Register Your Car and Transfer the Title

Once you own the car you will need to get a new title and tags (license plates) for your car. You can do this at your local DMV office. Most cities have a DMV for driver’s licenses and a different DMV for titles and tags. If you have a loan on the car, then the DMV will send the new title directly to the bank. The bank will give you a form to take to the DMV with the new title. A car dealer may help you with this as well. You will not be allowed to register your car until you have found and purchased car insurance. You will need to take the proof of insurance with you to the DMV.


  1. You should avoid buying a new car. You lose money the minute that you drive a new car home. A car is a depreciating asset, which means it decreases in value over time. The biggest amount of depreciation takes place in the first two or three years of a car’s life. By buying a two or three-year-old car you will avoid losing as much money.

  2. You can save money by selling your car yourself instead of trading it in. By selling directly to a person you will get more than you would from a dealer. Since you cut out the dealer, the buyer will pay less and you will both benefit from the situation. Dealers offer a higher initial price to cover the costs of the car that they are taking as a trade in.

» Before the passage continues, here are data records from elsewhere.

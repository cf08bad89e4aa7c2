// SPDX-License-Identifier: PMPL-1.0-or-later
// Copyright (c) 2026 Jonathan D.A. Jewell (hyperpolymath) <jonathan.jewell@open.ac.uk>
//
// Print job submission (RFC 1179 §5.2, §6).
//
// The exchange is strictly sequential:
// 1. "Receive a printer job" command (0x02)
// 2. Control file and data file sub-commands, in the order the job asks for
// 3. A single 0x00 acknowledgment byte after every command and every file
//
// Anything other than 0x00, or the peer hanging up, aborts the job.

use std::io;

use tokio::io::{AsyncRead, AsyncWrite};
use tracing::{debug, info, instrument, warn};

use spoolwerk_core::error::{FrameStep, Result, SpoolwerkError};
use spoolwerk_core::{ClientConfig, JobIdentifier, PrintJob, SubmissionReport};

use crate::control_file::{control_file_name, data_file_name, encode_control_file};
use crate::identity::HostIdentity;
use crate::job_id;
use crate::transport::{self, Connection};

/// Lifecycle of one submission.
#[derive(Debug, Clone, Copy, PartialEq, Eq)]
pub enum SubmissionState {
    Connected,
    ReceiveJobSent,
    ControlSent,
    DataSent,
    /// Every frame acknowledged.
    Acked,
    Errored,
    Closed,
}

/// Connect to `job.server` and submit the job.
///
/// Returns once the peer has acknowledged the last frame, or on the first
/// failure.  The connection is closed on every path.
#[instrument(skip_all, fields(server = %job.server, printer = %job.printer))]
pub async fn print_file(job: &PrintJob, config: &ClientConfig) -> Result<SubmissionReport> {
    job.validate()?;
    let mut conn = transport::connect(
        &job.server,
        config.port,
        config.connect_timeout(),
        config.io_timeout(),
    )
    .await?;

    let identity = HostIdentity::lookup();
    let id = job_id::allocate(identity.machine_name());
    submit(&mut conn, job, &identity, id).await
}

/// Run the whole submission over an established connection, then close it.
pub async fn submit<S>(
    conn: &mut Connection<S>,
    job: &PrintJob,
    identity: &HostIdentity,
    id: JobIdentifier,
) -> Result<SubmissionReport>
where
    S: AsyncRead + AsyncWrite + Unpin,
{
    let mut submission = Submission::new(conn, job, identity, id);
    let outcome = submission.run().await;
    submission.finish(outcome).await
}

/// One in-flight submission.
#[derive(Debug)]
pub struct Submission<'a, S> {
    conn: &'a mut Connection<S>,
    job: &'a PrintJob,
    identity: &'a HostIdentity,
    id: JobIdentifier,
    state: SubmissionState,
}

impl<'a, S> Submission<'a, S>
where
    S: AsyncRead + AsyncWrite + Unpin,
{
    pub fn new(
        conn: &'a mut Connection<S>,
        job: &'a PrintJob,
        identity: &'a HostIdentity,
        id: JobIdentifier,
    ) -> Self {
        Self {
            conn,
            job,
            identity,
            id,
            state: SubmissionState::Connected,
        }
    }

    pub fn state(&self) -> SubmissionState {
        self.state
    }

    pub fn job_identifier(&self) -> &JobIdentifier {
        &self.id
    }

    /// Drive every frame.  Stops at the first failure without closing.
    pub async fn run(&mut self) -> Result<SubmissionReport> {
        self.receive_job().await?;

        let (control_file_bytes, data_file_bytes) = if self.job.send_data_file_first {
            let data = self.send_data_file().await?;
            let control = self.send_control_file().await?;
            (control, data)
        } else {
            let control = self.send_control_file().await?;
            let data = self.send_data_file().await?;
            (control, data)
        };

        self.transition(SubmissionState::Acked);
        Ok(SubmissionReport {
            job_identifier: self.id.clone(),
            control_file_bytes,
            data_file_bytes,
        })
    }

    /// Close the connection and hand back the outcome of `run`.
    ///
    /// A failed close is ignored only when every frame was already
    /// acknowledged; the job is on the spooler by then.
    pub async fn finish(mut self, outcome: Result<SubmissionReport>) -> Result<SubmissionReport> {
        match outcome {
            Ok(report) => {
                if let Err(e) = self.conn.close().await {
                    debug!(error = %e, "ignoring close failure after acknowledged job");
                }
                self.transition(SubmissionState::Closed);
                info!(job = %self.id, peer = %self.conn.peer(), "LPR job sent successfully");
                Ok(report)
            }
            Err(e) => {
                self.transition(SubmissionState::Errored);
                warn!(job = %self.id, error = %e, "LPR job aborted");
                if let Err(close_err) = self.conn.close().await {
                    debug!(error = %close_err, "close after failed job also failed");
                }
                self.transition(SubmissionState::Closed);
                Err(e)
            }
        }
    }

    async fn receive_job(&mut self) -> Result<()> {
        self.conn
            .write_text(&format!("\x02{}\n", self.job.printer))
            .await?;
        self.expect_ack(FrameStep::ReceiveJob).await?;
        self.transition(SubmissionState::ReceiveJobSent);
        Ok(())
    }

    async fn send_control_file(&mut self) -> Result<usize> {
        let control_file = encode_control_file(self.job, self.identity, &self.id);
        let header = format!("\x02{} {}\n", control_file.len(), control_file_name(&self.id));
        self.conn.write_text(&header).await?;
        self.expect_ack(FrameStep::ControlFileHeader).await?;

        self.conn.write_bytes(&control_file).await?;
        self.conn.write_byte(0).await?;
        self.expect_ack(FrameStep::ControlFileContents).await?;

        self.transition(SubmissionState::ControlSent);
        Ok(control_file.len())
    }

    async fn send_data_file(&mut self) -> Result<u64> {
        // Open before announcing anything, so a missing file aborts cleanly.
        let file = tokio::fs::File::open(&self.job.path).await?;
        let metadata = file.metadata().await?;
        if !metadata.is_file() {
            return Err(io::Error::new(
                io::ErrorKind::InvalidInput,
                format!("{} is not a regular file", self.job.path.display()),
            )
            .into());
        }
        let len = metadata.len();

        let header = format!("\x03{len} {}\n", data_file_name(&self.id));
        self.conn.write_text(&header).await?;
        self.expect_ack(FrameStep::DataFileHeader).await?;

        self.conn.copy_from(file, len).await?;
        self.conn.write_byte(0).await?;
        self.expect_ack(FrameStep::DataFileContents).await?;

        self.transition(SubmissionState::DataSent);
        Ok(len)
    }

    async fn expect_ack(&mut self, step: FrameStep) -> Result<()> {
        self.conn.flush().await?;
        debug!(%step, "frame sent, awaiting acknowledgment");
        match self.conn.read_byte().await? {
            Some(0) => {
                debug!(%step, "acknowledged");
                Ok(())
            }
            observed => {
                warn!(%step, ?observed, "unexpected acknowledgment");
                Err(SpoolwerkError::Protocol { step, observed })
            }
        }
    }

    fn transition(&mut self, next: SubmissionState) {
        debug!(job = %self.id, from = ?self.state, to = ?next, "submission state");
        self.state = next;
    }
}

  3. Do not become upside down on your car. This happens when you roll your previous balance from your trade in onto your new car loan. If you tried to sell it you could not pay off the loan with the sale of the car. Additionally, if your car was totaled or stolen, the check from the insurance would not pay off the amount of the loan.

  1. Next time you buy a car save up and pay for the car with cash. It will free up your income since you will no longer have a monthly payment. Additionally, you will be able to save money on interest. You will never have to worry about making a car payment again. You may be able to get by with joining a car share for a year or two to save up enough money to buy your own.